Saved entries:
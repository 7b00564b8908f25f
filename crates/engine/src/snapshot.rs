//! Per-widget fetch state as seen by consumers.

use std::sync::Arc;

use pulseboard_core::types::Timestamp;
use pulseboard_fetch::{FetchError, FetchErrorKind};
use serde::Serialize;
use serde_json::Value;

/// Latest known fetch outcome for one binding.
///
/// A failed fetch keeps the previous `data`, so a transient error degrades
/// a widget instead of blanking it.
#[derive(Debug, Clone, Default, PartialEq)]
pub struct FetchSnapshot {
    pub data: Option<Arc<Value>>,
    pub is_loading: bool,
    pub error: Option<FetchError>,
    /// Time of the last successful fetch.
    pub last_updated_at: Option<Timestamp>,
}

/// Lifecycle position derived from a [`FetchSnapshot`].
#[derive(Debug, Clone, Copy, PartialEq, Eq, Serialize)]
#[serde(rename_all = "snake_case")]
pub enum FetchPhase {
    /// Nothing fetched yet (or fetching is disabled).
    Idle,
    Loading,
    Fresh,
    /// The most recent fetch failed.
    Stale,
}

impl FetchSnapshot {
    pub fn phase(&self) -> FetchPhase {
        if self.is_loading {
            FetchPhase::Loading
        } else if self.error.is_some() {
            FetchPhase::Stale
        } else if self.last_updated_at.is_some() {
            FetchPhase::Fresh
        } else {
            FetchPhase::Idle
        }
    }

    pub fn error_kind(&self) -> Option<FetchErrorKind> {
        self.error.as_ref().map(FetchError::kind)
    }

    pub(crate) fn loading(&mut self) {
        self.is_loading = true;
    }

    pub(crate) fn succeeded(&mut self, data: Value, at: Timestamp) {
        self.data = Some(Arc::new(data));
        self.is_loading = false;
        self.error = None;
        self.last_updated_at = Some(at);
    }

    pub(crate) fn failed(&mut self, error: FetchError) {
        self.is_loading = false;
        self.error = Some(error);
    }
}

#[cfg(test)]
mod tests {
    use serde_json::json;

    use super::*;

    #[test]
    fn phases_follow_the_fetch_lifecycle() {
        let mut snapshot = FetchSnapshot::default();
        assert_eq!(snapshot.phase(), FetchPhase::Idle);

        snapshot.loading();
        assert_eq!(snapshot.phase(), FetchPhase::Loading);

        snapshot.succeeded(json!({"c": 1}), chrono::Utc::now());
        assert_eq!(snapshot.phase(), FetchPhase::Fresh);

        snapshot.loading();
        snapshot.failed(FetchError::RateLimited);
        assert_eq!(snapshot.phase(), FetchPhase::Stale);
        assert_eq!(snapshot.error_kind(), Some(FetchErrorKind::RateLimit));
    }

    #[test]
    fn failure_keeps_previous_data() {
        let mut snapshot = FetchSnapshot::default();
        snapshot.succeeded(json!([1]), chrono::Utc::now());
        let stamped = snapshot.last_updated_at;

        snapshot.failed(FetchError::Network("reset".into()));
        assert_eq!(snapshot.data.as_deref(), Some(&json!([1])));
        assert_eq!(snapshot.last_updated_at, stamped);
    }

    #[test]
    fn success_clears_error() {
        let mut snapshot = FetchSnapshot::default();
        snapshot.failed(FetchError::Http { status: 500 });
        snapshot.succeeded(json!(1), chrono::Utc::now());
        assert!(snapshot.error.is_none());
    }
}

* What to work on:
What are the lines from the one with "assert_eq!(snapshot.last_updated_at, stamped);" through the end of the records above? Set them down exactly, both ends included, and nothing else.

* Result of this task:
        assert_eq!(snapshot.last_updated_at, stamped);
    }

    #[test]
    fn success_clears_error() {
        let mut snapshot = FetchSnapshot::default();
        snapshot.failed(FetchError::Http { status: 500 });
        snapshot.succeeded(json!(1), chrono::Utc::now());
        assert!(snapshot.error.is_none());
    }
}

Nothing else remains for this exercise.